Mme. Blavatsky was adamant in opposing animal cruelty. She spoke out forcefully against sport hunting of foxes, birds and big game, and most strongly against vivisection, animals tortured in biological experiments.
Mme. Blavatsky’s words were penned over 70 years before the widespread animal testing in universities and commercial laboratories.
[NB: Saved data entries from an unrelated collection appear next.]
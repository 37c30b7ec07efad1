//! Terminal events mapped to dashboard inputs.

use crossterm::event::{
    Event, KeyCode, KeyEvent, KeyEventKind, KeyModifiers, MouseButton, MouseEvent, MouseEventKind,
};

/// Something the dashboard reacts to.
#[derive(Debug, Clone, Copy, PartialEq, Eq)]
pub enum Input {
    Quit,
    CycleTheme,
    ClickEarth,
    ClickSun,
    Announce,
    /// Pointer moved to a screen cell.
    PointerMoved { column: u16, row: u16 },
    /// Left button pressed on a screen cell.
    PointerPressed { column: u16, row: u16 },
    /// Rows to scroll; positive is down.
    Scroll(i16),
    Resized { width: u16, height: u16 },
}

/// Translate a crossterm event. Key releases and repeats are ignored.
pub fn translate(event: &Event) -> Option<Input> {
    match event {
        Event::Key(key) if key.kind == KeyEventKind::Press => on_key(key),
        Event::Mouse(mouse) => on_mouse(mouse),
        Event::Resize(width, height) => Some(Input::Resized {
            width: *width,
            height: *height,
        }),
        _ => None,
    }
}

fn on_key(key: &KeyEvent) -> Option<Input> {
    match (key.modifiers, key.code) {
        (_, KeyCode::Esc | KeyCode::Char('q'))
        | (KeyModifiers::CONTROL, KeyCode::Char('c') | KeyCode::Char('C')) => Some(Input::Quit),
        (_, KeyCode::Char('e') | KeyCode::Char('E')) => Some(Input::ClickEarth),
        (_, KeyCode::Char('s') | KeyCode::Char('S')) => Some(Input::ClickSun),
        (_, KeyCode::Char(' ')) => Some(Input::Announce),
        (_, KeyCode::Char('c')) => Some(Input::CycleTheme),
        _ => None,
    }
}

fn on_mouse(mouse: &MouseEvent) -> Option<Input> {
    let (column, row) = (mouse.column, mouse.row);
    match mouse.kind {
        MouseEventKind::Moved | MouseEventKind::Drag(_) => Some(Input::PointerMoved { column, row }),
        MouseEventKind::Down(MouseButton::Left) => Some(Input::PointerPressed { column, row }),
        MouseEventKind::ScrollDown => Some(Input::Scroll(1)),
        MouseEventKind::ScrollUp => Some(Input::Scroll(-1)),
        _ => None,
    }
}

#[cfg(test)]
mod tests {
    use super::*;
    use crossterm::event::KeyEventState;

    fn key(code: KeyCode, modifiers: KeyModifiers) -> Event {
        Event::Key(KeyEvent::new(code, modifiers))
    }

    fn mouse(kind: MouseEventKind) -> Event {
        Event::Mouse(MouseEvent {
            kind,
            column: 12,
            row: 4,
            modifiers: KeyModifiers::NONE,
        })
    }

    #[test]
    fn test_keys() {
        let none = KeyModifiers::NONE;
        assert_eq!(translate(&key(KeyCode::Char('e'), none)), Some(Input::ClickEarth));
        assert_eq!(
            translate(&key(KeyCode::Char('E'), KeyModifiers::SHIFT)),
            Some(Input::ClickEarth)
        );
        assert_eq!(translate(&key(KeyCode::Char('S'), none)), Some(Input::ClickSun));
        assert_eq!(translate(&key(KeyCode::Char(' '), none)), Some(Input::Announce));
        assert_eq!(translate(&key(KeyCode::Char('c'), none)), Some(Input::CycleTheme));
        assert_eq!(translate(&key(KeyCode::Char('q'), none)), Some(Input::Quit));
        assert_eq!(translate(&key(KeyCode::Esc, none)), Some(Input::Quit));
        assert_eq!(translate(&key(KeyCode::Char('x'), none)), None);
    }

    #[test]
    fn test_ctrl_c_quits_instead_of_cycling() {
        assert_eq!(
            translate(&key(KeyCode::Char('c'), KeyModifiers::CONTROL)),
            Some(Input::Quit)
        );
    }

    #[test]
    fn test_key_release_ignored() {
        let release = Event::Key(KeyEvent {
            code: KeyCode::Char('e'),
            modifiers: KeyModifiers::NONE,
            kind: KeyEventKind::Release,
            state: KeyEventState::NONE,
        });
        assert_eq!(translate(&release), None);
    }

    #[test]
    fn test_mouse() {
        assert_eq!(
            translate(&mouse(MouseEventKind::Moved)),
            Some(Input::PointerMoved { column: 12, row: 4 })
        );
        assert_eq!(
            translate(&mouse(MouseEventKind::Down(MouseButton::Left))),
            Some(Input::PointerPressed { column: 12, row: 4 })
        );
        assert_eq!(translate(&mouse(MouseEventKind::Down(MouseButton::Right))), None);
        assert_eq!(translate(&mouse(MouseEventKind::ScrollDown)), Some(Input::Scroll(1)));
        assert_eq!(translate(&mouse(MouseEventKind::ScrollUp)), Some(Input::Scroll(-1)));
    }

    #[test]
    fn test_resize() {
        assert_eq!(
            translate(&Event::Resize(100, 30)),
            Some(Input::Resized {
                width: 100,
                height: 30
            })
        );
    }
}
//! Eased interpolation between two values.

use std::time::Duration;

use terra_core::Easing;

#[derive(Debug, Clone, Copy, PartialEq, Eq, thiserror::Error)]
pub enum AnimError {
    #[error("animation duration must be greater than zero")]
    ZeroDuration,
}

/// Whether an animator wants another frame.
#[derive(Debug, Clone, Copy, PartialEq, Eq)]
pub enum FrameStatus {
    Running,
    Finished,
}

/// Interpolates from `start` to `end` over `duration`, shaped by an [`Easing`].
///
/// The host calls [`ValueAnimator::frame`] once per presented frame. Each call
/// delivers the value for the current time; the call that reaches full
/// progress delivers exactly `end` and reports [`FrameStatus::Finished`].
/// Frames requested after that deliver nothing.
#[derive(Debug, Clone)]
pub struct ValueAnimator {
    start: f64,
    end: f64,
    duration: Duration,
    easing: Easing,
    started_at: Duration,
    finished: bool,
}

impl ValueAnimator {
    pub fn new(
        start: f64,
        end: f64,
        duration: Duration,
        easing: Easing,
        started_at: Duration,
    ) -> Result<Self, AnimError> {
        if duration.is_zero() {
            return Err(AnimError::ZeroDuration);
        }
        Ok(Self {
            start,
            end,
            duration,
            easing,
            started_at,
            finished: false,
        })
    }

    pub fn end(&self) -> f64 {
        self.end
    }

    pub fn is_finished(&self) -> bool {
        self.finished
    }

    /// Linear progress in `[0, 1]` at `now`.
    pub fn progress(&self, now: Duration) -> f64 {
        let elapsed = now.saturating_sub(self.started_at);
        (elapsed.as_secs_f64() / self.duration.as_secs_f64()).min(1.0)
    }

    /// Interpolated value at `now`. Exactly `end` once progress reaches 1.
    pub fn value_at(&self, now: Duration) -> f64 {
        let progress = self.progress(now);
        if progress >= 1.0 {
            return self.end;
        }
        self.start + (self.end - self.start) * self.easing.apply(progress)
    }

    /// Deliver the value for `now` to `on_frame`, unless already finished.
    pub fn frame(&mut self, now: Duration, on_frame: impl FnOnce(f64)) -> FrameStatus {
        if self.finished {
            return FrameStatus::Finished;
        }
        on_frame(self.value_at(now));
        if self.progress(now) >= 1.0 {
            self.finished = true;
            FrameStatus::Finished
        } else {
            FrameStatus::Running
        }
    }
}
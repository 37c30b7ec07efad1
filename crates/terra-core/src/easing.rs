//! Easing curves for interpolated animation.

/// A monotonic map from animation progress `[0, 1]` to eased progress `[0, 1]`.
#[derive(Debug, Clone, Copy, Default, PartialEq, Eq)]
pub enum Easing {
    Linear,
    /// `1 - (1 - p)^3`, used for periodic value updates.
    OutCubic,
    /// `1 - (1 - p)^4`, used for the load-in counters.
    #[default]
    OutQuart,
}

impl Easing {
    /// Apply the curve. Progress outside `[0, 1]` is clamped.
    pub fn apply(self, progress: f64) -> f64 {
        let p = progress.clamp(0.0, 1.0);
        match self {
            Easing::Linear => p,
            Easing::OutCubic => 1.0 - (1.0 - p).powi(3),
            Easing::OutQuart => 1.0 - (1.0 - p).powi(4),
        }
    }
}
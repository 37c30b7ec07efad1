//! One-shot and repeating timers over caller-supplied time.

use std::time::Duration;

use crate::animator::AnimError;

/// Handle for cancelling a scheduled timer.
#[derive(Debug, Clone, Copy, PartialEq, Eq, Hash, PartialOrd, Ord)]
pub struct TimerId(u64);

#[derive(Debug)]
struct Timer<E> {
    id: TimerId,
    deadline: Duration,
    period: Option<Duration>,
    event: E,
}

/// Timer queue that yields events of type `E` once their deadline passes.
///
/// Nothing fires on its own: the owner calls [`Scheduler::due`] with the
/// current time, typically once per frame. Timers that come due in the same
/// call fire in deadline order, ties broken by scheduling order. A repeating
/// timer that fell several periods behind fires once and skips the missed
/// periods.
#[derive(Debug)]
pub struct Scheduler<E> {
    timers: Vec<Timer<E>>,
    next_id: u64,
}

impl<E> Default for Scheduler<E> {
    fn default() -> Self {
        Self {
            timers: Vec::new(),
            next_id: 0,
        }
    }
}

impl<E: Clone> Scheduler<E> {
    pub fn new() -> Self {
        Self::default()
    }

    /// Fire `event` once, `delay` after `now`.
    pub fn after(&mut self, now: Duration, delay: Duration, event: E) -> TimerId {
        self.push(now + delay, None, event)
    }

    /// Fire `event` every `period`, first at `now + period`.
    pub fn every(&mut self, now: Duration, period: Duration, event: E) -> Result<TimerId, AnimError> {
        if period.is_zero() {
            return Err(AnimError::ZeroDuration);
        }
        Ok(self.push(now + period, Some(period), event))
    }

    /// Remove a pending timer. Returns false if it already fired or was cancelled.
    pub fn cancel(&mut self, id: TimerId) -> bool {
        let before = self.timers.len();
        self.timers.retain(|timer| timer.id != id);
        self.timers.len() != before
    }

    pub fn is_empty(&self) -> bool {
        self.timers.is_empty()
    }

    /// Earliest pending deadline.
    pub fn next_deadline(&self) -> Option<Duration> {
        self.timers.iter().map(|timer| timer.deadline).min()
    }

    /// Collect every event whose deadline is at or before `now`.
    pub fn due(&mut self, now: Duration) -> Vec<E> {
        let mut fired: Vec<(Duration, TimerId, E)> = Vec::new();

        self.timers.retain_mut(|timer| {
            if timer.deadline > now {
                return true;
            }
            fired.push((timer.deadline, timer.id, timer.event.clone()));
            match timer.period {
                Some(period) => {
                    while timer.deadline <= now {
                        timer.deadline += period;
                    }
                    true
                }
                None => false,
            }
        });

        fired.sort_by_key(|(deadline, id, _)| (*deadline, *id));
        fired.into_iter().map(|(_, _, event)| event).collect()
    }

    fn push(&mut self, deadline: Duration, period: Option<Duration>, event: E) -> TimerId {
        let id = TimerId(self.next_id);
        self.next_id += 1;
        self.timers.push(Timer {
            id,
            deadline,
            period,
            event,
        });
        id
    }
}

#[cfg(test)]
mod tests {
    use super::*;

    #[derive(Debug, Clone, PartialEq)]
    enum Tick {
        Fact,
        Speeds,
        Reveal,
    }

    fn ms(value: u64) -> Duration {
        Duration::from_millis(value)
    }

    #[test]
    fn test_one_shot_fires_once() {
        let mut scheduler = Scheduler::new();
        scheduler.after(ms(0), ms(500), Tick::Reveal);
        assert!(scheduler.due(ms(499)).is_empty());
        assert_eq!(scheduler.due(ms(500)), vec![Tick::Reveal]);
        assert!(scheduler.due(ms(10_000)).is_empty());
        assert!(scheduler.is_empty());
    }

    #[test]
    fn test_interval_repeats() {
        let mut scheduler = Scheduler::new();
        scheduler.every(ms(0), ms(4000), Tick::Fact).unwrap();

        let fired: usize = (1..=40)
            .map(|s| scheduler.due(ms(s * 1000)).len())
            .sum();
        assert_eq!(fired, 10);
        assert_eq!(scheduler.next_deadline(), Some(ms(44_000)));
    }

    #[test]
    fn test_missed_periods_are_coalesced() {
        let mut scheduler = Scheduler::new();
        scheduler.every(ms(0), ms(1000), Tick::Speeds).unwrap();
        assert_eq!(scheduler.due(ms(5500)), vec![Tick::Speeds]);
        assert_eq!(scheduler.next_deadline(), Some(ms(6000)));
    }

    #[test]
    fn test_due_events_in_deadline_order() {
        let mut scheduler = Scheduler::new();
        scheduler.every(ms(0), ms(4000), Tick::Fact).unwrap();
        scheduler.every(ms(0), ms(3000), Tick::Speeds).unwrap();
        scheduler.after(ms(0), ms(3500), Tick::Reveal);
        assert_eq!(
            scheduler.due(ms(4000)),
            vec![Tick::Speeds, Tick::Reveal, Tick::Fact]
        );
    }

    #[test]
    fn test_ties_fire_in_scheduling_order() {
        let mut scheduler = Scheduler::new();
        scheduler.after(ms(0), ms(100), Tick::Reveal);
        scheduler.after(ms(0), ms(100), Tick::Fact);
        assert_eq!(scheduler.due(ms(100)), vec![Tick::Reveal, Tick::Fact]);
    }

    #[test]
    fn test_cancel() {
        let mut scheduler = Scheduler::new();
        let id = scheduler.after(ms(0), ms(800), Tick::Reveal);
        assert!(scheduler.cancel(id));
        assert!(!scheduler.cancel(id));
        assert!(scheduler.due(ms(1000)).is_empty());
    }

    #[test]
    fn test_zero_period_rejected() {
        let mut scheduler: Scheduler<Tick> = Scheduler::new();
        assert_eq!(
            scheduler.every(ms(0), Duration::ZERO, Tick::Fact),
            Err(AnimError::ZeroDuration)
        );
    }
}
//! Fire-and-forget notification banners.

use std::time::Duration;

use terra_core::Easing;

pub const EARTH_MESSAGE: &str = "🌍 Earth clicked! You're now in space!";
pub const SUN_MESSAGE: &str = "☀ Sun clicked! It's 15 million degrees Celsius!";
pub const ANNOUNCE_MESSAGE: &str = "🚀 Terra - Explore the universe!";

/// Delay before a banner starts sliding in.
const ENTER_DELAY: Duration = Duration::from_millis(100);
/// Length of the slide in and slide out.
const SLIDE: Duration = Duration::from_millis(300);

/// Where a banner is in its life.
#[derive(Debug, Clone, Copy, PartialEq)]
pub enum Phase {
    Pending,
    /// Sliding in; progress in `[0, 1]`.
    Entering(f64),
    Shown,
    /// Sliding out; progress in `[0, 1]`.
    Leaving(f64),
    Expired,
}

impl Phase {
    /// How far the banner sits inside the screen, `0` hidden to `1` fully in.
    pub fn offset(self) -> f64 {
        match self {
            Phase::Pending | Phase::Expired => 0.0,
            Phase::Entering(p) => Easing::OutCubic.apply(p),
            Phase::Shown => 1.0,
            Phase::Leaving(p) => 1.0 - Easing::OutCubic.apply(p),
        }
    }
}

#[derive(Debug, Clone)]
pub struct Banner {
    pub message: String,
    pub shown_at: Duration,
}

impl Banner {
    /// Phase at `now`. The banner starts leaving at `hold` after it was shown.
    pub fn phase(&self, now: Duration, hold: Duration) -> Phase {
        let age = now.saturating_sub(self.shown_at);
        let entered = ENTER_DELAY + SLIDE;
        if age < ENTER_DELAY {
            Phase::Pending
        } else if age < entered {
            Phase::Entering(ratio(age - ENTER_DELAY, SLIDE))
        } else if age < hold.max(entered) {
            Phase::Shown
        } else if age < hold.max(entered) + SLIDE {
            Phase::Leaving(ratio(age - hold.max(entered), SLIDE))
        } else {
            Phase::Expired
        }
    }
}

fn ratio(part: Duration, whole: Duration) -> f64 {
    part.as_nanos() as f64 / whole.as_nanos() as f64
}

/// Banners on screen, oldest first.
#[derive(Debug, Default)]
pub struct Banners {
    items: Vec<Banner>,
}

impl Banners {
    pub fn push(&mut self, message: impl Into<String>, now: Duration) {
        let message = message.into();
        log::info!(target: "banner", "{message} ({} queued)", self.len() + 1);
        self.items.push(Banner {
            message,
            shown_at: now,
        });
    }

    /// Drop expired banners.
    pub fn prune(&mut self, now: Duration, hold: Duration) {
        self.items
            .retain(|banner| banner.phase(now, hold) != Phase::Expired);
    }

    /// Banners with something to draw, paired with their phase.
    pub fn visible(&self, now: Duration, hold: Duration) -> impl Iterator<Item = (&Banner, Phase)> {
        self.items
            .iter()
            .map(move |banner| (banner, banner.phase(now, hold)))
            .filter(|(_, phase)| !matches!(phase, Phase::Pending | Phase::Expired))
    }

    pub fn len(&self) -> usize {
        self.items.len()
    }

    pub fn is_empty(&self) -> bool {
        self.items.is_empty()
    }
}

#[cfg(test)]
mod tests {
    use super::*;

    const HOLD: Duration = Duration::from_millis(3000);

    fn ms(value: u64) -> Duration {
        Duration::from_millis(value)
    }

    fn banner() -> Banner {
        Banner {
            message: EARTH_MESSAGE.to_string(),
            shown_at: ms(1000),
        }
    }

    #[test]
    fn test_lifecycle() {
        let banner = banner();
        assert_eq!(banner.phase(ms(1050), HOLD), Phase::Pending);
        assert_eq!(banner.phase(ms(1250), HOLD), Phase::Entering(0.5));
        assert_eq!(banner.phase(ms(1400), HOLD), Phase::Shown);
        assert_eq!(banner.phase(ms(3999), HOLD), Phase::Shown);
        assert_eq!(banner.phase(ms(4000), HOLD), Phase::Leaving(0.0));
        assert_eq!(banner.phase(ms(4300), HOLD), Phase::Expired);
    }

    #[test]
    fn test_offset() {
        assert_eq!(Phase::Pending.offset(), 0.0);
        assert_eq!(Phase::Entering(1.0).offset(), 1.0);
        assert_eq!(Phase::Shown.offset(), 1.0);
        assert_eq!(Phase::Leaving(1.0).offset(), 0.0);
        assert!(Phase::Entering(0.5).offset() > 0.5);
    }

    #[test]
    fn test_prune_and_visible() {
        let mut banners = Banners::default();
        banners.push(EARTH_MESSAGE, ms(0));
        banners.push(SUN_MESSAGE, ms(2000));
        assert_eq!(banners.visible(ms(50), HOLD).count(), 0);
        assert_eq!(banners.visible(ms(2500), HOLD).count(), 2);

        banners.prune(ms(3300), HOLD);
        assert_eq!(banners.len(), 1);
        let (remaining, _) = banners.visible(ms(3300), HOLD).next().unwrap();
        assert_eq!(remaining.message, SUN_MESSAGE);

        banners.prune(ms(5300), HOLD);
        assert!(banners.is_empty());
    }
}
Yet now, animal testing has been cited in impartial studies as being scientifically unnecessary.
“By 1996, ‘cruelty-free’ shopping had become popular, but it was also confusing, sometimes misleading, and ultimately frustrating,” according to the Coalition for Consumer Information on Cosmetics (CCIC) — eight national animal protection groups banded together.
“If these humble lines could [also] make a few readers seriously turn their thoughts to all the horrors of vivisection,” Blavatsky pleaded, “the writer would be content.”
“Other permanent tortures, daily inflicted on the poor brutes, will” — Mme. Blavatsky predicted in her article Have Animals Souls? — “after calling forth an outburst from society generally, force all Governments to put an end to those barbarous and shameful practices.“
“Man is endowed with reason, the infant with instinct, and the young animal shows more of both than the child.”